La zona cero del nuevo-viejo conflicto
Los vecinos del Fort Pienc, dice la noticia de La Vanguardia, se han apropiado del parque de la estación del Norte. Pueden verse allí vecinos, turistas, residentes de otros barrios e incluso paseadores de mascotas, lo que denuncian muchos de los transeúntes que no conviven con perros.
Frente a las críticas de unos y otros, además de la zona vallada (el parque para perros), la alcaldesa Ada Colau estableció una zona de uso compartido de emergencia en el parque: falta por ver si es solución, pero el ayuntamiento se ha mostrado satisfecho por el uso de ambas zonas y cómo la autorización de espacios ha ayudado a calmar, según consideran, los ánimos.
Es una cuestión de espacio, recogen la mayoría de los medios, y toca ver qué hacemos con las limitaciones propias de una ciudad sitiada por mar y montaña, y edificada en su mayoría. A partir del verano, se espera que las nuevas zonas compartidas humano-animal sigan estableciendo el nuevo modelo de ciudad que se busca: obligará a las familias con perros a una tenencia responsable y al resto de vecinos a una mayor flexibilidad.

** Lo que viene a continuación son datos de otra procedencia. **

use thiserror::Error;

/// Configuration for the bisection solver.
#[derive(Debug, Clone, Copy, PartialEq)]
pub struct Config {
    /// Threshold for both stopping criteria.
    ///
    /// The solver stops once the midpoint moves by less than `tolerance`
    /// between iterations or once `|f(midpoint)| < tolerance`.
    /// A non-positive tolerance is accepted and effectively disables early
    /// stopping (only an exact root still stops the loop).
    pub tolerance: f64,
    /// Maximum number of midpoint evaluations. Must be at least 1.
    pub max_iters: usize,
}

/// Errors that can occur when validating a bisection solver config.
#[derive(Debug, Error, Clone, Copy, PartialEq, Eq)]
pub enum ConfigError {
    #[error("max_iters must be at least 1")]
    ZeroMaxIters,
}

impl Config {
    pub const DEFAULT_TOLERANCE: f64 = 1e-6;
    pub const DEFAULT_MAX_ITERS: usize = 100;

    /// Creates a validated config.
    ///
    /// # Errors
    ///
    /// Returns [`ConfigError::ZeroMaxIters`] if `max_iters` is zero.
    pub fn new(tolerance: f64, max_iters: usize) -> Result<Self, ConfigError> {
        let config = Self {
            tolerance,
            max_iters,
        };
        config.validate()?;
        Ok(config)
    }

    /// Validates the iteration limit.
    ///
    /// # Errors
    ///
    /// Returns [`ConfigError::ZeroMaxIters`] if `max_iters` is zero.
    pub fn validate(&self) -> Result<(), ConfigError> {
        if self.max_iters == 0 {
            return Err(ConfigError::ZeroMaxIters);
        }
        Ok(())
    }
}

impl Default for Config {
    fn default() -> Self {
        Self {
            tolerance: Self::DEFAULT_TOLERANCE,
            max_iters: Self::DEFAULT_MAX_ITERS,
        }
    }
}

#[cfg(test)]
mod tests {
    use super::*;

    #[test]
    fn default_is_valid() {
        let config = Config::default();
        assert_eq!(config.validate(), Ok(()));
        assert_eq!(config.max_iters, 100);
        assert!((config.tolerance - 1e-6).abs() < f64::EPSILON);
    }

    #[test]
    fn rejects_zero_max_iters() {
        let config = Config {
            max_iters: 0,
            ..Config::default()
        };
        assert_eq!(config.validate(), Err(ConfigError::ZeroMaxIters));
    }

    #[test]
    fn new_validates() {
        assert_eq!(
            Config::new(1e-8, 20),
            Ok(Config {
                tolerance: 1e-8,
                max_iters: 20
            })
        );
        assert_eq!(Config::new(1e-8, 0), Err(ConfigError::ZeroMaxIters));
    }

    #[test]
    fn accepts_non_positive_tolerance() {
        for tolerance in [0.0, -1.0] {
            let config = Config {
                tolerance,
                ..Config::default()
            };
            assert_eq!(config.validate(), Ok(()));
        }
    }
}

El perro llegó a las ciudades para quedarse, falta ver si, en las condiciones actuales, su población puede seguir creciendo sin conflictos. ¿Y puede generalizarse el conflicto al resto de ciudades españolas? Dependerá del tamaño, las zonas verdes y los espacios sin edificar, de cómo funcionen los espacios de uso compartido y otros muchos aspectos. Lo que está claro es que, vistas las previsiones, si no es país para perros, habrá que hacerlo: empezando por las ciudades.